Thu, May 11, 2006 - Page 13 News List

The allure of the new

By Jules Quartly  /  STAFF REPORTER

Looking good comes naturally to one of Taiwan's leading young designers, Robyn Hung (洪英妮).

"When I was little we used to go on family trips and my mother used to look at us before we went out. She looked up and down and then often said, `Now go back and change.' It was a natural part of being the daughter of a successful designer."

Though she briefly toyed with the idea of opening an old people's home, Hung has been trying to find her own way in the world of fashion since then.

Petite, pretty, 30 years old and in charge of her own fashion house that has around 20 outlets in Taiwan and China, Hung would appear to have it all.

She was sent to Canada, for a foreign education at the age of 15 and learned to look after herself there. She named herself Robyn because the bird heralds spring and is a harbinger of good news.

"The idea of looking after old people folded and then at 16 I thought I could do anything. In Toronto I wanted to see the world rather than study. I kind of fell into fashion," Hung said.

She studied in Britain at the London College of Fashion. "I really hated it at first because they don't teach, you have to do what you do and then they judge you. It was completely different to everything I was used to."

After graduating, Hung worked with trend forecasting companies in Europe before returning to Taiwan and joining the family business. Her mother, Joyce Su (蘇錦), heads the Bernini fashion chain in Taiwan and China, and clearly has a strong influence on her daughter.

"She's an amazing woman. She's always improving herself and others," Hung said. "She didn't come from a wealthy family and worked really hard to get where she is today. Of course she has helped and inspired me."

On the other hand, "When you feel fortunate it's like a guilty feeling and you have to do more to give something back."

Hung is conscious of high family expectations and is obviously ambitious as a result. In addition to becoming a publisher and expanding her own label, as well as helping her mother's business, she opened Robyn Hung Boutique on Zhong-zheng Road in Tienmu last year to develop the idea of fashion as more than just clothes.

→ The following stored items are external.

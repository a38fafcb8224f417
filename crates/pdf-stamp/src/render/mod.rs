//! PDF backend for stamping
//!
//! This module handles all PDF-specific operations:
//! - Creating image XObjects from source files
//! - Drawing images onto existing pages
//! - Reading page boxes and setting crop boxes

mod page;
mod raster;

pub use page::get_page_dimensions;

use crate::backend::DocumentBackend;
use crate::types::*;
use lopdf::{Document, ObjectId};
use page::{append_content, crop_box, image_draw_command, media_box, register_xobject};
use raster::create_image_xobject;
use std::collections::{HashMap, HashSet};
use std::path::{Path, PathBuf};

/// [`DocumentBackend`] over an in-memory lopdf document.
///
/// Each source image is embedded once and shared by every page it is
/// drawn on.
pub struct PdfCanvas {
    document: Document,
    page_ids: Vec<ObjectId>,
    images: HashMap<PathBuf, ObjectId>,
    isolated_pages: HashSet<ObjectId>,
}

impl PdfCanvas {
    pub fn new(document: Document) -> Self {
        let page_ids = document.get_pages().values().copied().collect();
        Self {
            document,
            page_ids,
            images: HashMap::new(),
            isolated_pages: HashSet::new(),
        }
    }

    pub fn document(&self) -> &Document {
        &self.document
    }

    pub fn into_document(self) -> Document {
        self.document
    }

    fn page_id(&self, page_index: usize) -> Result<ObjectId> {
        self.page_ids
            .get(page_index)
            .copied()
            .ok_or(StampError::PageOutOfRange {
                index: page_index,
                page_count: self.page_ids.len(),
            })
    }

    fn image_xobject(&mut self, source: &Path) -> Result<ObjectId> {
        if let Some(&id) = self.images.get(source) {
            return Ok(id);
        }
        let id = create_image_xobject(&mut self.document, source)?;
        self.images.insert(source.to_path_buf(), id);
        Ok(id)
    }
}

impl DocumentBackend for PdfCanvas {
    fn page_count(&self) -> usize {
        self.page_ids.len()
    }

    fn page_size(&self, page_index: usize) -> Result<(f32, f32)> {
        get_page_dimensions(&self.document, self.page_id(page_index)?)
    }

    fn insert_image(&mut self, page_index: usize, rect: Rect, source: &Path) -> Result<()> {
        let page_id = self.page_id(page_index)?;
        let xobject_id = self.image_xobject(source)?;

        // Placement is relative to what the reader sees
        let visible = match crop_box(&self.document, page_id)? {
            Some(crop) => crop,
            None => media_box(&self.document, page_id)?,
        };
        let target = visible.map_rect(rect);

        let name = register_xobject(&mut self.document, page_id, xobject_id)?;
        let isolate = self.isolated_pages.insert(page_id);
        append_content(
            &mut self.document,
            page_id,
            image_draw_command(&name, target).into_bytes(),
            isolate,
        )
    }

    fn set_crop_box(&mut self, page_index: usize, rect: Rect) -> Result<()> {
        let page_id = self.page_id(page_index)?;
        let crop = media_box(&self.document, page_id)?.map_rect(rect);
        page::set_crop_box(&mut self.document, page_id, crop)
    }
}

/// Width and height of a page, by zero-based index
pub fn page_dimensions(doc: &Document, page_index: usize) -> Result<(f32, f32)> {
    let page_count = doc.get_pages().len();
    let page_id = doc
        .get_pages()
        .values()
        .nth(page_index)
        .copied()
        .ok_or(StampError::PageOutOfRange {
            index: page_index,
            page_count,
        })?;
    get_page_dimensions(doc, page_id)
}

The boutique is inspired by the street markets of London and Paul Smith's store in Convent Garden, which displays only goods the designer likes. It's like a one-stop shop for dressing oneself and decorating your home. Style is everything and fashion becomes somewhat secondary.

Robyn Hung's boutique offers home furnishings, cosmetics, antiques, ceramics and accessories, as well as her latest collections. You can drop in for tea and a chat with a design consultant or get an eye for the latest trends.

Her most recent show was inspired by Africa, Morocco, Victor-iana and her upcoming wedding. The clothes had her signature style that mixes European ideas of fun and individuality with Taiwanese concepts of innovation and cuteness.

An example of this is a white T-shirt with epaulettes, which has a picture of a British bulldog wearing a crown, adorned with sequins and a necklace of pearls. It's a real fusion item of clothing that shows no fear of influences.

The concept of keai (可愛) is derived from Japan's cult of kewaii and finds expression in buying Hello Kitty merchandise and being devoted to the color pink.

According to Hung, zhuang keai (to make oneself cute) is a positive energy. It's good to look cute. It makes people happy. It's not like in the West, where it's just for kids. You don't need to look tough. Cute and successful is even more adorable."